Hal böyle iken iktidar pembe tablolar ve manipülasyonlarla halkın gündemini kendi çıkarları doğrultusunda etkilemeyi sürdürmektedir. Ayasofya’nın cami olarak ibadete açılması olayını bir “zafer” olarak lanse eden iktidar, “terörle” mücadeleyi bahane ederek anti demokratik uygulamalara ve insan hakları ihlallerine devam etmektedir. Gezi davasında daha önce beraat eden Osman Kavala aynı davadan ikinci kez yargılandı ve bu kez ağırlaştırılmış müebbet hapse mahkûm edildi. Bu eşi benzeri olmayan bir hukuksuzluktur. Bu dava sonucunda bir kez daha ortaya çıktı ki, Türk hukuk sistemi bu iktidar döneminde siyasal iktidarın istemi doğrultusunda karar verebilmektedir. Bu durum vahimdir ve demokratik yaşam bakımından kaygı vericidir. Biz parti olarak bu durumu asla kabul edilir gibi görmüyoruz. Hukukun siyasetin emrine girmesini aynı zamanda tehlikeli görmekteyiz.

Ülkede ise birçok alanda kaygı verici gelişmeler yaşanmaktadır. Son yıllarda gün yok ki, bir kadın cinayeti yaşanmasın. Sokak ortasında kadınlar öldürülmekte, cinsel ve fiziki tacize maruz kalmaktadır. Ne yazık ki mevcut yasalar ve cezalar kadın cinayetlerini caydırmak konusunda yetersiz kalmakta iken iktidarın “İstanbul Sözleşmesi’nden” çekilmeyi kararlaştırmış olması manidardır. Kadın cinayetlerini önlemede aciz kalan iktidar belli ki kadın haklarının korunması alanında önemli bir sözleşme olan “İstanbul Sözleşmesi’nden”, “gereksiz ve etkisiz” olduğu gerekçesi ile imzasını geri çekme kararındadır. İktidarın bu tutumu anlaşılır gibi değil. Bu tavır yeni cinayetlerin oluşması konusunda cesaret verici olabilir. Bu nedenle bu sözleşmeden çekilmek toplumun yarısı sayılan kadınlarımızın aleyhine bir durumdur.
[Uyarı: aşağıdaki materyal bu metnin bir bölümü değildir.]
use serde_json::Value;

use crate::types::Direction;

#[derive(Debug, PartialEq)]
pub enum ParsedClientMessage {
    Hello { name: Option<String> },
    Input { dir: Direction },
    Restart,
    Ping { t: f64 },
}

/// Tolerant on unknown fields, strict on the ones it reads: a message with a
/// present-but-malformed field is dropped rather than half-applied.
pub fn parse_client_message(raw: &str) -> Option<ParsedClientMessage> {
    let value: Value = serde_json::from_str(raw).ok()?;
    let object = value.as_object()?;
    let message_type = object.get("type")?.as_str()?;

    match message_type {
        "hello" => {
            let name = match object.get("name") {
                None => None,
                Some(value) => Some(value.as_str()?.to_string()),
            };
            Some(ParsedClientMessage::Hello { name })
        }
        "input" => {
            let dir = Direction::parse_move(object.get("dir")?.as_str()?)?;
            Some(ParsedClientMessage::Input { dir })
        }
        "restart" => Some(ParsedClientMessage::Restart),
        "ping" => {
            let t = object.get("t")?.as_f64()?;
            if !t.is_finite() {
                return None;
            }
            Some(ParsedClientMessage::Ping { t })
        }
        _ => None,
    }
}
use std::time::{Duration, Instant};

/// Single-shot wall-clock measurement on the monotonic clock. No warm-up,
/// no sampling loop; repetition is the caller's concern.
pub fn measure<T>(f: impl FnOnce() -> T) -> (T, Duration) {
    let start = Instant::now();
    let value = f();
    (value, start.elapsed())
}
//! The benchmark runner: drives the size × repetition × backend matrix
//! and times each trial's two sub-steps.

use std::io::Write;

use log::debug;

use crate::backend::Backend;
use crate::error::BenchError;
use crate::generator::Strategy;
use crate::harness::measure;
use crate::schema::Measurement;

/// The fixed input-size matrix, in trial order.
pub const INPUT_SIZES: [u64; 5] = [10_000, 30_000, 100_000, 300_000, 1_000_000];

#[derive(Clone, Debug)]
pub struct RunConfig {
    /// Repetitions per (size, backend) pair. Must be at least 1.
    pub repeat: u64,
    /// Fibonacci indices, outermost loop, applied in order.
    pub sizes: Vec<u64>,
    /// Update strategy exercised by the timed matrix.
    pub strategy: Strategy,
}

impl RunConfig {
    pub fn new(repeat: u64, strategy: Strategy) -> Self {
        Self {
            repeat,
            sizes: INPUT_SIZES.to_vec(),
            strategy,
        }
    }
}

/// Run every trial and return the measurements in completion order
/// (unsorted; ordering is the sink's concern).
///
/// Each trial times the generator call, then times rendering the value to
/// decimal and writing it to `out`, with no work in between. Any failure
/// propagates immediately.
pub fn run(
    cfg: &RunConfig,
    backends: &[Box<dyn Backend>],
    out: &mut dyn Write,
) -> Result<Vec<Measurement>, BenchError> {
    if cfg.repeat == 0 {
        return Err(BenchError::Config("repeat count must be at least 1".into()));
    }
    if cfg.sizes.is_empty() {
        return Err(BenchError::Config("input size matrix is empty".into()));
    }

    let mut measurements =
        Vec::with_capacity(cfg.sizes.len() * cfg.repeat as usize * backends.len());

    for &size in &cfg.sizes {
        for rep in 0..cfg.repeat {
            for backend in backends {
                debug!("trial size={size} rep={rep} backend={}", backend.name());

                let (value, compute) = measure(|| backend.fib(size, cfg.strategy));
                let value = value?;

                let (written, print) = measure(|| writeln!(out, "{}", value.to_decimal()));
                written?;

                measurements.push(Measurement {
                    backend: backend.name().to_string(),
                    input_size: size,
                    compute_s: compute.as_secs_f64(),
                    print_s: print.as_secs_f64(),
                });
            }
        }
    }

    Ok(measurements)
}

#[cfg(test)]
mod tests {
    use super::*;
    use crate::backend::registry;
    use crate::sink::{FileSink, ResultSink};
    use tempfile::tempdir;

    fn reduced_config() -> RunConfig {
        RunConfig {
            repeat: 1,
            sizes: vec![10_000],
            strategy: Strategy::Recompute,
        }
    }

    #[test]
    fn rejects_zero_repeat() {
        let cfg = RunConfig {
            repeat: 0,
            ..reduced_config()
        };
        let mut out: Vec<u8> = Vec::new();
        let err = run(&cfg, &registry(), &mut out).unwrap_err();
        assert!(matches!(err, BenchError::Config(_)));
    }

    #[test]
    fn rejects_empty_matrix() {
        let cfg = RunConfig {
            sizes: vec![],
            ..reduced_config()
        };
        let mut out: Vec<u8> = Vec::new();
        let err = run(&cfg, &registry(), &mut out).unwrap_err();
        assert!(matches!(err, BenchError::Config(_)));
    }

    #[test]
    fn trial_order_is_size_then_rep_then_backend() {
        let cfg = RunConfig {
            repeat: 2,
            sizes: vec![100, 200],
            strategy: Strategy::Recompute,
        };
        let backends = registry();
        let mut out: Vec<u8> = Vec::new();
        let measurements = run(&cfg, &backends, &mut out).unwrap();

        let order: Vec<_> = measurements
            .iter()
            .map(|m| (m.input_size, m.backend.as_str()))
            .collect();
        assert_eq!(
            order,
            [
                (100, "num-bigint"),
                (100, "ibig"),
                (100, "dashu"),
                (100, "num-bigint"),
                (100, "ibig"),
                (100, "dashu"),
                (200, "num-bigint"),
                (200, "ibig"),
                (200, "dashu"),
                (200, "num-bigint"),
                (200, "ibig"),
                (200, "dashu"),
            ]
        );
    }

    #[test]
    fn printed_output_is_the_decimal_value() {
        let cfg = RunConfig {
            repeat: 1,
            sizes: vec![10],
            strategy: Strategy::Recompute,
        };
        let backends: Vec<_> = registry().into_iter().take(1).collect();
        let mut out = Vec::new();
        run(&cfg, &backends, &mut out).unwrap();
        assert_eq!(String::from_utf8(out).unwrap(), "34\n");
    }

    #[test]
    fn end_to_end_reduced_matrix() {
        let backends: Vec<_> = registry().into_iter().take(2).collect();
        let mut out: Vec<u8> = Vec::new();
        let measurements = run(&reduced_config(), &backends, &mut out).unwrap();

        assert_eq!(measurements.len(), 2);
        for m in &measurements {
            assert_eq!(m.input_size, 10_000);
            assert!(m.compute_s >= 0.0);
            assert!(m.print_s >= 0.0);
        }

        let dir = tempdir().unwrap();
        let path = dir.path().join("results.txt");
        FileSink::new(&path).persist(&measurements).unwrap();

        let contents = std::fs::read_to_string(&path).unwrap();
        assert_eq!(contents.lines().count(), 2);
    }
}
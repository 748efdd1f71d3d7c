//! Integration tests
//!
//! The upstream quote API is mocked with wiremock; the router is driven
//! through axum-test.

mod api_test;
mod e2e_test;
mod support;
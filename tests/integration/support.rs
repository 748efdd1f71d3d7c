//! Shared mocks for integration tests

use market_quotes::quote::{AlphaVantageClient, FetchSettings, QuoteFetcher, SymbolMap};
use serde_json::{json, Value};
use std::sync::Arc;
use std::time::Duration;
use wiremock::matchers::{method, path, query_param};
use wiremock::{Mock, MockServer, ResponseTemplate};

pub const TEST_KEY: &str = "INTEGRATIONKEY";

pub fn global_quote(symbol: &str, price: &str, change: &str) -> Value {
    json!({
        "Global Quote": {
            "01. symbol": symbol,
            "05. price": price,
            "07. latest trading day": "2024-06-14",
            "10. change percent": change
        }
    })
}

pub fn rate_limit_note() -> Value {
    json!({
        "Note": "Thank you for using Alpha Vantage! Our standard API call frequency is 5 calls per minute and 500 calls per day."
    })
}

/// Answer GLOBAL_QUOTE for `symbol` with `body`
pub async fn mock_quote(server: &MockServer, symbol: &str, body: Value) {
    Mock::given(method("GET"))
        .and(path("/query"))
        .and(query_param("function", "GLOBAL_QUOTE"))
        .and(query_param("symbol", symbol))
        .and(query_param("apikey", TEST_KEY))
        .respond_with(ResponseTemplate::new(200).set_body_json(body))
        .mount(server)
        .await;
}

/// Fallback for any other symbol: empty quote section
pub async fn mock_unknown_symbols(server: &MockServer) {
    Mock::given(method("GET"))
        .and(path("/query"))
        .respond_with(ResponseTemplate::new(200).set_body_json(json!({ "Global Quote": {} })))
        .with_priority(u8::MAX)
        .mount(server)
        .await;
}

/// Fetcher against the mock server with no pacing delay
pub fn fetcher_for(server: &MockServer) -> QuoteFetcher {
    let client = AlphaVantageClient::with_client(server.uri(), reqwest::Client::new());
    let settings = FetchSettings {
        request_delay: Duration::ZERO,
        ..Default::default()
    };
    QuoteFetcher::new(Arc::new(client), SymbolMap::with_defaults(), settings)
}

/// Number of upstream requests for one upstream symbol
pub async fn request_count(server: &MockServer, symbol: &str) -> usize {
    let needle = format!("symbol={}", symbol);
    server
        .received_requests()
        .await
        .unwrap_or_default()
        .iter()
        .filter(|req| {
            req.url
                .query()
                .map(|q| q.split('&').any(|pair| pair == needle))
                .unwrap_or(false)
        })
        .count()
}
İçte ve dışta ciddi sıkıntılarla karşı karşıya bulunan iktidar bu öfke ile giderek demokratik hak ve özgürlüklerde kısıtlamalara başvurmaktadır. İktidar içte ve dıştaki operasyonlardan bir “üstünlük” elde ederek bu “zafer” ya da “galibiyeti” iç politikaya malzeme yapmak istemektedir. Bu tür davranışlardan medet ummak iktidar için çıkar yol haline gelmiştir. Ülke sorunlarının çözümünü öteleyen, askeri ve güvenlikçi politikalarda ısrar eden bu anlayış kötü sonuçlara götürür.

Başta Kürtler olmak üzere Aleviler ve toplumun ezilen diğer kesimlerinin etnik ve demokratik sorunları bu bayramda da çözümsüz kaldı. Sene başında çalışan kesimlere yapılan komik zamlar olağanüstü ve denetimsiz-kontrolsüz artan fiyatlar karşısında cebe girmeden eridi. Sistem giderek yozlaşmaya ve çürümeye doğru sürükleniyor. İktidar kendinden yana olmayan herkese “terörist” etiketi yapıştırıp sindirme yolunu seçiyor. Bu doğru bir yöntem değil, bu tutumdan vazgeçilmelidir.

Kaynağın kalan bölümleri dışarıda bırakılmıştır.